The plan instead is to simply replicate either a 128^3 or 256^3 box onto every process and use a computational domain that maps onto the domain of mpi processes determined via the usual functions in Cholla. This would make rectangular domains.

I have gone through the code and added “TILING” preprocessor definitions that alter the behavior of the code. Basically I have each process read in a single snapshot + particle file and replicate it locally, shifting appropriately for the processor location within the domain. This also requires simlinks to be created for each process to the single snapshot files, in the “0.h5.?” and “0_part.h5.?” formats.

Installation and Tests on Sparkle

First, I installed and tested Cholla-PM on sparkle. Here is the procedure

Get Cholla-PM

git clone https://github.com/bvillasen/cholla.git
cd cholla
git checkout -b particles
git pull origin particles

Note we will build from the cholla-pm.tiling.tar.gz tarball on Summit.

Install FFTW-3.3

wget http://www.fftw.org/fftw-3.3.7.tar.gz
tar -zxvf fftw-3.3.7.tar.gz
cd fftw-3.3.7/
./bootstrap.sh
./configure --enable-mpi --enable-openmp --enable-threads --disable-shared (Add a path)
make -j 20
make install

Install PFFT

unzip pfft-master.zip
cd pfft-master
autoreconf --install
./configure --disable-fortran (Add a path)
make -j 20
make install
./configure --enable-openmp --disable-fortran --disable-shared (Add a path, remake with openmp)
make -j 20
make install

Install HDF5

wget https://support.hdfgroup.org/ftp/HDF5/current18/src/hdf5-1.8.20.tar.gz
tar -zxvf hdf5-1.8.20.tar.gz
cd hdf5-1.8.20/
./configure --enable-cxx --disable-shared (Add a path)
make -j 20
make install

Compile Cholla-PM

On sparkle, I’m using /home/brant/github/bruno/makefile_tiling.

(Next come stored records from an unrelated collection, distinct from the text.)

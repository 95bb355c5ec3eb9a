//! # Database Handle
//!
//! Opens the SQLite pool the quoting workflow runs on and hands out
//! repositories and transactions.
//!
//! ## Transaction Model
//! ```text
//! ┌─────────────────────────────────────────────────────────────────────────┐
//! │  QuoteService operation                                                 │
//! │       │                                                                 │
//! │       ▼                                                                 │
//! │  db.begin()            one pooled connection, BEGIN                     │
//! │       │                                                                 │
//! │       ├── read quote / catalog rows                                     │
//! │       ├── write   (first write takes SQLite's single write lock)        │
//! │       │            a second writer waits up to busy_timeout             │
//! │       ▼                                                                 │
//! │  tx.commit()           or drop ──► ROLLBACK, nothing persisted          │
//! │                                                                         │
//! │  Two clients approving the same quote: both wait their turn on the      │
//! │  write lock, the status compare-and-set lets exactly one through.       │
//! └─────────────────────────────────────────────────────────────────────────┘
//! ```
//!
//! An in-memory database lives on one connection and dies with it. Callers
//! holding a connection must not ask the pool for another one.

use sqlx::sqlite::{SqliteConnectOptions, SqliteJournalMode, SqlitePoolOptions, SqliteSynchronous};
use sqlx::{Sqlite, SqlitePool, Transaction};
use std::path::{Path, PathBuf};
use std::str::FromStr;
use std::time::Duration;
use tracing::info;

use crate::error::{DbError, DbResult};
use crate::migrations;
use crate::repository::catalog::CatalogRepository;
use crate::repository::quote::QuoteRepository;
use crate::repository::waste::WasteRepository;

const IN_MEMORY: &str = ":memory:";

/// Where the database lives and how many connections may use it.
#[derive(Debug, Clone)]
pub struct DbConfig {
    pub database_path: PathBuf,

    /// Default 5: one shop's staff plus share-link traffic.
    pub max_connections: u32,

    /// How long a write waits for another transaction's lock. Default 5s.
    pub busy_timeout: Duration,
}

impl DbConfig {
    /// File-backed database, created on first connect.
    pub fn new(path: impl Into<PathBuf>) -> Self {
        DbConfig {
            database_path: path.into(),
            max_connections: 5,
            busy_timeout: Duration::from_secs(5),
        }
    }

    pub fn max_connections(mut self, max: u32) -> Self {
        self.max_connections = max;
        self
    }

    /// A private, throwaway database on a single connection (tests, demos).
    pub fn in_memory() -> Self {
        DbConfig {
            database_path: PathBuf::from(IN_MEMORY),
            max_connections: 1,
            busy_timeout: Duration::from_secs(5),
        }
    }

    pub fn is_in_memory(&self) -> bool {
        self.database_path == Path::new(IN_MEMORY)
    }
}

/// Shared handle on the pool. Clones share the same connections.
#[derive(Debug, Clone)]
pub struct Database {
    pool: SqlitePool,
}

impl Database {
    /// Connects and brings the schema up to date.
    ///
    /// Every connection gets WAL journaling, `synchronous = NORMAL`,
    /// enforced foreign keys and the configured busy timeout.
    pub async fn new(config: DbConfig) -> DbResult<Self> {
        info!(
            path = %config.database_path.display(),
            max_connections = config.max_connections,
            "Opening database"
        );

        let location = if config.is_in_memory() {
            SqliteConnectOptions::from_str("sqlite::memory:")
                .map_err(|e| DbError::ConnectionFailed(e.to_string()))?
        } else {
            SqliteConnectOptions::new()
                .filename(&config.database_path)
                .create_if_missing(true)
        };
        let options = location
            .journal_mode(SqliteJournalMode::Wal)
            .synchronous(SqliteSynchronous::Normal)
            .foreign_keys(true)
            .busy_timeout(config.busy_timeout);

        let mut pool_options = SqlitePoolOptions::new().max_connections(config.max_connections);
        if config.is_in_memory() {
            // The schema is gone as soon as the last connection closes
            pool_options = pool_options
                .min_connections(1)
                .idle_timeout(None)
                .max_lifetime(None);
        }

        let pool = pool_options
            .connect_with(options)
            .await
            .map_err(|e| DbError::ConnectionFailed(e.to_string()))?;

        migrations::run(&pool).await?;

        Ok(Database { pool })
    }

    /// Starts the transaction a service operation runs in.
    pub async fn begin(&self) -> DbResult<Transaction<'static, Sqlite>> {
        Ok(self.pool.begin().await?)
    }

    pub fn pool(&self) -> &SqlitePool {
        &self.pool
    }

    pub fn quotes(&self) -> QuoteRepository {
        QuoteRepository::new(self.pool.clone())
    }

    /// Clients, products and finishings.
    pub fn catalog(&self) -> CatalogRepository {
        CatalogRepository::new(self.pool.clone())
    }

    pub fn waste(&self) -> WasteRepository {
        WasteRepository::new(self.pool.clone())
    }

    pub async fn close(&self) {
        info!("Closing database");
        self.pool.close().await;
    }

    /// `true` when a trivial query succeeds. Backs `GET /health`.
    pub async fn health_check(&self) -> bool {
        sqlx::query("SELECT 1").execute(&self.pool).await.is_ok()
    }
}

#[cfg(test)]
mod tests {
    use super::*;
    use printwise_core::{Client, ClientId};

    #[tokio::test]
    async fn test_in_memory_schema_is_ready() {
        let db = Database::new(DbConfig::in_memory()).await.unwrap();
        assert!(db.health_check().await);

        let applied: i64 = sqlx::query_scalar("SELECT COUNT(*) FROM _sqlx_migrations")
            .fetch_one(db.pool())
            .await
            .unwrap();
        assert_eq!(applied as usize, migrations::MIGRATOR.migrations.len());

        let quotes: i64 = sqlx::query_scalar("SELECT COUNT(*) FROM quotes")
            .fetch_one(db.pool())
            .await
            .unwrap();
        assert_eq!(quotes, 0);
    }

    #[tokio::test]
    async fn test_connection_pragmas() {
        let db = Database::new(DbConfig::in_memory()).await.unwrap();

        let foreign_keys: i64 = sqlx::query_scalar("PRAGMA foreign_keys")
            .fetch_one(db.pool())
            .await
            .unwrap();
        assert_eq!(foreign_keys, 1);

        let busy_timeout: i64 = sqlx::query_scalar("PRAGMA busy_timeout")
            .fetch_one(db.pool())
            .await
            .unwrap();
        assert_eq!(busy_timeout, 5000);
    }

    #[tokio::test]
    async fn test_dropped_transaction_persists_nothing() {
        let db = Database::new(DbConfig::in_memory()).await.unwrap();

        {
            let mut tx = db.begin().await.unwrap();
            sqlx::query("INSERT INTO clients (id, name) VALUES (1, 'Imprenta Norte')")
                .execute(&mut *tx)
                .await
                .unwrap();
            assert!(CatalogRepository::client_exists(&mut tx, ClientId(1)).await.unwrap());
        }

        let mut conn = db.pool().acquire().await.unwrap();
        assert!(!CatalogRepository::client_exists(&mut conn, ClientId(1)).await.unwrap());
    }

    #[tokio::test]
    async fn test_committed_transaction_is_visible() {
        let db = Database::new(DbConfig::in_memory()).await.unwrap();

        let mut tx = db.begin().await.unwrap();
        sqlx::query("INSERT INTO clients (id, name) VALUES (2, 'Copistería Luz')")
            .execute(&mut *tx)
            .await
            .unwrap();
        tx.commit().await.unwrap();

        db.catalog()
            .upsert_client(&Client {
                id: ClientId(3),
                name: "Rótulos Mar".to_string(),
                email: None,
            })
            .await
            .unwrap();

        let mut conn = db.pool().acquire().await.unwrap();
        assert!(CatalogRepository::client_exists(&mut conn, ClientId(2)).await.unwrap());
        assert!(CatalogRepository::client_exists(&mut conn, ClientId(3)).await.unwrap());
    }

    #[test]
    fn test_config() {
        let file = DbConfig::new("/var/lib/printwise/printwise.db").max_connections(8);
        assert_eq!(file.max_connections, 8);
        assert!(!file.is_in_memory());

        let memory = DbConfig::in_memory();
        assert_eq!(memory.max_connections, 1);
        assert!(memory.is_in_memory());
    }
}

Note we require libz when compiling hdf5 with –disable-shared. And some of the compiling sequences needed to be changed.

Run simple tests

I have run simple tests with the set of 256^3 ICs that Bruno provided, using 2 and 4 processes on sparkle. The weak scaling is fine, with each step taking about 5 seconds.

Installation and Tests on Summit

Below I detail the process for installing cholla-pm and running tests on Summit.

Connecting to Summit

There is connection information on the Summit website.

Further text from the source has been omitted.